[Exercise aim]:
Every line containing "javascript" should be identified and copied from the data below.

[Data listing]:
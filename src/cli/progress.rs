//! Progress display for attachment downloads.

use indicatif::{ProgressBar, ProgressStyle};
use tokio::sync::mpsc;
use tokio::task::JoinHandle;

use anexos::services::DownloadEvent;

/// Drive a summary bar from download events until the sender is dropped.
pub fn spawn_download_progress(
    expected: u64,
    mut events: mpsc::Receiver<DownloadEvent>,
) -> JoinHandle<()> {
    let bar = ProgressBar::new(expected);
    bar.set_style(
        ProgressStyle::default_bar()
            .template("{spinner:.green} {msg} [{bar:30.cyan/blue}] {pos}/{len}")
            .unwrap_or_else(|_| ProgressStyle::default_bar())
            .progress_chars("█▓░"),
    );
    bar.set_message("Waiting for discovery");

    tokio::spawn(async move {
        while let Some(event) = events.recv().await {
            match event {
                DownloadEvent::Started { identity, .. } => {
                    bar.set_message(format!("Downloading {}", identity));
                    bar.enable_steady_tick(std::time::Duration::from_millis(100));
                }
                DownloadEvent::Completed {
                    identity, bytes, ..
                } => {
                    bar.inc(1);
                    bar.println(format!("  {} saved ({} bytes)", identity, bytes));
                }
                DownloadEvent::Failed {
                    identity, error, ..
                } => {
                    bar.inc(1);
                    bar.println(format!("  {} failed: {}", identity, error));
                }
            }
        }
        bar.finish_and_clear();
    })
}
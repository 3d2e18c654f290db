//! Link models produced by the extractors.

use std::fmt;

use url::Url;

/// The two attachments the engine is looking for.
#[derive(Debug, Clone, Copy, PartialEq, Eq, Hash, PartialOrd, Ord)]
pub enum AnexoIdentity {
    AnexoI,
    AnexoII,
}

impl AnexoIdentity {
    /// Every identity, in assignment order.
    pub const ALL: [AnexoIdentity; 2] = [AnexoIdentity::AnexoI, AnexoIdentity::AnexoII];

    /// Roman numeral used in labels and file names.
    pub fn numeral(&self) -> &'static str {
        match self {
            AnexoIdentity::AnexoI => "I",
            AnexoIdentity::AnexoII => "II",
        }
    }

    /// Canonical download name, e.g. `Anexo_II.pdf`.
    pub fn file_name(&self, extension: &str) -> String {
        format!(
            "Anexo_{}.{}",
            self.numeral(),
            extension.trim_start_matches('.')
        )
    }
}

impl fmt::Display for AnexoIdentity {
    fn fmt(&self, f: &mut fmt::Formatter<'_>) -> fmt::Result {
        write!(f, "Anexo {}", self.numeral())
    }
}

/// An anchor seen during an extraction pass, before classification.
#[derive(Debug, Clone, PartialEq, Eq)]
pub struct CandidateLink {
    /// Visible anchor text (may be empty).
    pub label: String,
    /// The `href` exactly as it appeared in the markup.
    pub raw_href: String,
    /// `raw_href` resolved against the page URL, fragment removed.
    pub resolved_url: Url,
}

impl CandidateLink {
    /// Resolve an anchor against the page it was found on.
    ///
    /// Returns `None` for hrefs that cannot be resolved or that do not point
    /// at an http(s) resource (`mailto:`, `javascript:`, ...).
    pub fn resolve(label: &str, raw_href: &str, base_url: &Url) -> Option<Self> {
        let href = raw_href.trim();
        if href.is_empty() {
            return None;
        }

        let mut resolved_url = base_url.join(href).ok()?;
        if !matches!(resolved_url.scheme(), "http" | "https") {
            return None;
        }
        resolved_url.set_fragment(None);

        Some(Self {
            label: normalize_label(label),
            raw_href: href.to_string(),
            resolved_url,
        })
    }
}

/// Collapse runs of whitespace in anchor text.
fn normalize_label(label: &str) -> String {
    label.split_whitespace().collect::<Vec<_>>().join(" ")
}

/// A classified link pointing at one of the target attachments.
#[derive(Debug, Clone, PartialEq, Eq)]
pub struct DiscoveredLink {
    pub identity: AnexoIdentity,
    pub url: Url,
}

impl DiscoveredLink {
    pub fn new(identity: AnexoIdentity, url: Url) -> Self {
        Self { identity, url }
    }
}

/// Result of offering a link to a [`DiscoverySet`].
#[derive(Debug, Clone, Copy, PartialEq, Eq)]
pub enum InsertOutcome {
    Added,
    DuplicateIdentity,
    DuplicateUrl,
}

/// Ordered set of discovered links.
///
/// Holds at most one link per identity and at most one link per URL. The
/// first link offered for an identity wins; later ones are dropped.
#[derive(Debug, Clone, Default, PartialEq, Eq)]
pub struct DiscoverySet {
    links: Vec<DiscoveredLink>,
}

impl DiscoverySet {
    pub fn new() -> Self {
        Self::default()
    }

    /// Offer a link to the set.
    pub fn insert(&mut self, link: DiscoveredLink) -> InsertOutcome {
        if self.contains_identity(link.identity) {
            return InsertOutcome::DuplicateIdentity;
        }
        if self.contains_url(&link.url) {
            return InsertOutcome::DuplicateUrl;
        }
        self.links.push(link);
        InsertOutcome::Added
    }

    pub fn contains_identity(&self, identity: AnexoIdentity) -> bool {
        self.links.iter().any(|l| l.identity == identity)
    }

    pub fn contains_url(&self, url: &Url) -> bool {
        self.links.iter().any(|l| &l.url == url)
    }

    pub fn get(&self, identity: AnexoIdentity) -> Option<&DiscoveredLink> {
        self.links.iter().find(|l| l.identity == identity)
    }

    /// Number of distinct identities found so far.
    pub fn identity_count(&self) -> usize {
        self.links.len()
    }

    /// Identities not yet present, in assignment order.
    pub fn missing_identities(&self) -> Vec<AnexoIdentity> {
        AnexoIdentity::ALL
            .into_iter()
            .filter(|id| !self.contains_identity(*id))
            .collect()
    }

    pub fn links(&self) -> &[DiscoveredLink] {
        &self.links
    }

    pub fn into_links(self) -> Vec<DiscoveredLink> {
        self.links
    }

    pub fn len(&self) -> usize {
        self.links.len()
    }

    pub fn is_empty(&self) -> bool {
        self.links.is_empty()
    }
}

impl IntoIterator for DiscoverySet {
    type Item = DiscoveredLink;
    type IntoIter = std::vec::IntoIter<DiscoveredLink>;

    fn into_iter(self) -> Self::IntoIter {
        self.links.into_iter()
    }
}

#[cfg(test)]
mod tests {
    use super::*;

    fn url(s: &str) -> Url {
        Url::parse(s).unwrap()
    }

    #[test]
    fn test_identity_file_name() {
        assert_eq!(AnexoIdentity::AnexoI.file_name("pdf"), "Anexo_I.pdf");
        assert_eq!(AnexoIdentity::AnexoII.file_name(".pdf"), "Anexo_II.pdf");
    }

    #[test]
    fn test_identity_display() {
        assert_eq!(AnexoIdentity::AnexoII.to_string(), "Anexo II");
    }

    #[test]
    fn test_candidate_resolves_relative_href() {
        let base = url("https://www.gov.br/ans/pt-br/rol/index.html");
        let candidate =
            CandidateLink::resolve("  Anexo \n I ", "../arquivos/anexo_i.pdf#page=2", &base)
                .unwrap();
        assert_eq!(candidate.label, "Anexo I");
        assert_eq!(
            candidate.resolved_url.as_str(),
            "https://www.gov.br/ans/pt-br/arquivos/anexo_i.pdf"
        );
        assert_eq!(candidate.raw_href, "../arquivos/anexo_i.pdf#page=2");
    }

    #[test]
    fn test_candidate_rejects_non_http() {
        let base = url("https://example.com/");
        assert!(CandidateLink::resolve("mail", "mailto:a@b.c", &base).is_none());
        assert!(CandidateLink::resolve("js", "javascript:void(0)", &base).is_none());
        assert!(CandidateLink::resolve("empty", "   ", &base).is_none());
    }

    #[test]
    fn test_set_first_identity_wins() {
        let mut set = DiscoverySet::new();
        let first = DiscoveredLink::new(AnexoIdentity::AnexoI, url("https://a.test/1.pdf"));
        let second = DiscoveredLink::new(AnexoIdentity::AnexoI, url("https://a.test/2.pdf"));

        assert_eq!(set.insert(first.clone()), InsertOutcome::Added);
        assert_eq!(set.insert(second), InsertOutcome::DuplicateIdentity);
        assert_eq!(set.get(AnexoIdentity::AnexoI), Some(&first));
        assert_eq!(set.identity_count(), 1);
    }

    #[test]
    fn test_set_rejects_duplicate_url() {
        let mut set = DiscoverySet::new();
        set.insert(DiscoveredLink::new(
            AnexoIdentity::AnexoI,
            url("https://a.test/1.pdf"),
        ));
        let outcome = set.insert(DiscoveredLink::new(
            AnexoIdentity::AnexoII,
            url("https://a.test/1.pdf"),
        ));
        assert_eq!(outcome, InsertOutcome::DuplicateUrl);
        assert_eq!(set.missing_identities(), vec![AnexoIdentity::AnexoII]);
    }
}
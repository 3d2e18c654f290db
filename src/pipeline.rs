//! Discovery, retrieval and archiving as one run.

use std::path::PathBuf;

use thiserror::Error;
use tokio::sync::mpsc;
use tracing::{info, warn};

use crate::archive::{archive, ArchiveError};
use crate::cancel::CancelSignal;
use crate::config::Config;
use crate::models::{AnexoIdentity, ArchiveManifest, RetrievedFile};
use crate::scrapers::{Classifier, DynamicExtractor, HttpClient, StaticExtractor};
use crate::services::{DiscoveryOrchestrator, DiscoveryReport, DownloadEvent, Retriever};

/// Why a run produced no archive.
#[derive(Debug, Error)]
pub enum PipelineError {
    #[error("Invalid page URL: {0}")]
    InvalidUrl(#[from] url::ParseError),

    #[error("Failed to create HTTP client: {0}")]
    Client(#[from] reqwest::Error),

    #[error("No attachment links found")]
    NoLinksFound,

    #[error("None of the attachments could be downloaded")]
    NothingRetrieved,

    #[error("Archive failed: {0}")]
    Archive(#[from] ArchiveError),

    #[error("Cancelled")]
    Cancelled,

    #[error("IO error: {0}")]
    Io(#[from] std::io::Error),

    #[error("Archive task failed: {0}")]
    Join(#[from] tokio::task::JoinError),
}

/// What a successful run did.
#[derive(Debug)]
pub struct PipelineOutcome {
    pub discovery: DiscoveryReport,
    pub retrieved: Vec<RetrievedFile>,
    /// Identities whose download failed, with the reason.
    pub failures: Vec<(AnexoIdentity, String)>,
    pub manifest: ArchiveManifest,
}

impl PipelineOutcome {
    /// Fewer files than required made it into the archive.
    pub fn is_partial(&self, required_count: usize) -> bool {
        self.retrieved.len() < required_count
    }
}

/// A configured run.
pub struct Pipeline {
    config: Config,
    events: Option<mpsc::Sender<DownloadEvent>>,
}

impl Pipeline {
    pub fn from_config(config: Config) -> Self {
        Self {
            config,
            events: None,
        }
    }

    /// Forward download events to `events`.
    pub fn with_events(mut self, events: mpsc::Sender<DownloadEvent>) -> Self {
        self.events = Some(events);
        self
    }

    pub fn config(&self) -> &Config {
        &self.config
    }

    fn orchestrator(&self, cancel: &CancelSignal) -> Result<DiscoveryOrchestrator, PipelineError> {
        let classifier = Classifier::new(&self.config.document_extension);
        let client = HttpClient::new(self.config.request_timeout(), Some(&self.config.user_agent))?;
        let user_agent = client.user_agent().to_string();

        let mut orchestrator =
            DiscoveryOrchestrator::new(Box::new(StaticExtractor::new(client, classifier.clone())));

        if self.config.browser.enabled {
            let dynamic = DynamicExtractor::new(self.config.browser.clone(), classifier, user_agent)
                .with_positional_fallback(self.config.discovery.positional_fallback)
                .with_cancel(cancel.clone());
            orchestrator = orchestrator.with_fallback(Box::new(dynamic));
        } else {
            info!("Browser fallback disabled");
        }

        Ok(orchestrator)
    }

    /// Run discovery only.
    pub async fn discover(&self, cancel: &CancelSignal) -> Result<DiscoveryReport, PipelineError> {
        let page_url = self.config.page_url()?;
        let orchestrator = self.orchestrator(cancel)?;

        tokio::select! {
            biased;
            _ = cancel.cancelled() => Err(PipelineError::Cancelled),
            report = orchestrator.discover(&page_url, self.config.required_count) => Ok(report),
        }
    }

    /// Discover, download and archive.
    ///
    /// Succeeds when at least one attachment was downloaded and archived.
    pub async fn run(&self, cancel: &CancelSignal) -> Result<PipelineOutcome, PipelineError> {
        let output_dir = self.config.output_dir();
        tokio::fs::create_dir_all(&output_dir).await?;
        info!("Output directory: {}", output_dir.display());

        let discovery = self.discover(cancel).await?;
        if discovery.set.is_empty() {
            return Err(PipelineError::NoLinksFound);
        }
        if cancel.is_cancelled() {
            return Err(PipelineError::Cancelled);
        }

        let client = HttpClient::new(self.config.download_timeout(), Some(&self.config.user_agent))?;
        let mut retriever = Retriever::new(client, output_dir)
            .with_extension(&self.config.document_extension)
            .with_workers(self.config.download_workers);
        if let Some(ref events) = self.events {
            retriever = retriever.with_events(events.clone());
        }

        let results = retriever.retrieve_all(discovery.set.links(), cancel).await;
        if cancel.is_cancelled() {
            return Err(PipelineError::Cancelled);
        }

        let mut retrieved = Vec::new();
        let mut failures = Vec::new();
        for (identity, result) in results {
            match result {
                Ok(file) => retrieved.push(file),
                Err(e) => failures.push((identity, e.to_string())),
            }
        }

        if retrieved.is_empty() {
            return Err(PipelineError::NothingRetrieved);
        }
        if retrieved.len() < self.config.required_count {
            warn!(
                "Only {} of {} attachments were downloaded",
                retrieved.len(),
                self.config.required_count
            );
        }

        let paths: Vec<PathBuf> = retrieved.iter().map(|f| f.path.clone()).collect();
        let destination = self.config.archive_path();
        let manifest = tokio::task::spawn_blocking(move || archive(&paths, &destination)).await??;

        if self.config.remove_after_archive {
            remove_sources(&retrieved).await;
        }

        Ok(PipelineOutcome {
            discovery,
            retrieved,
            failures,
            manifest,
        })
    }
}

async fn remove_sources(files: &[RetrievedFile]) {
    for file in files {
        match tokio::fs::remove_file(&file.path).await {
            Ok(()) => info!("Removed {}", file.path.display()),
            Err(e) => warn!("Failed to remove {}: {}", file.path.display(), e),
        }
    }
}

[Output below]:
    /// at an http(s) resource (`mailto:`, `javascript:`, ...).
        assert!(CandidateLink::resolve("js", "javascript:void(0)", &base).is_none());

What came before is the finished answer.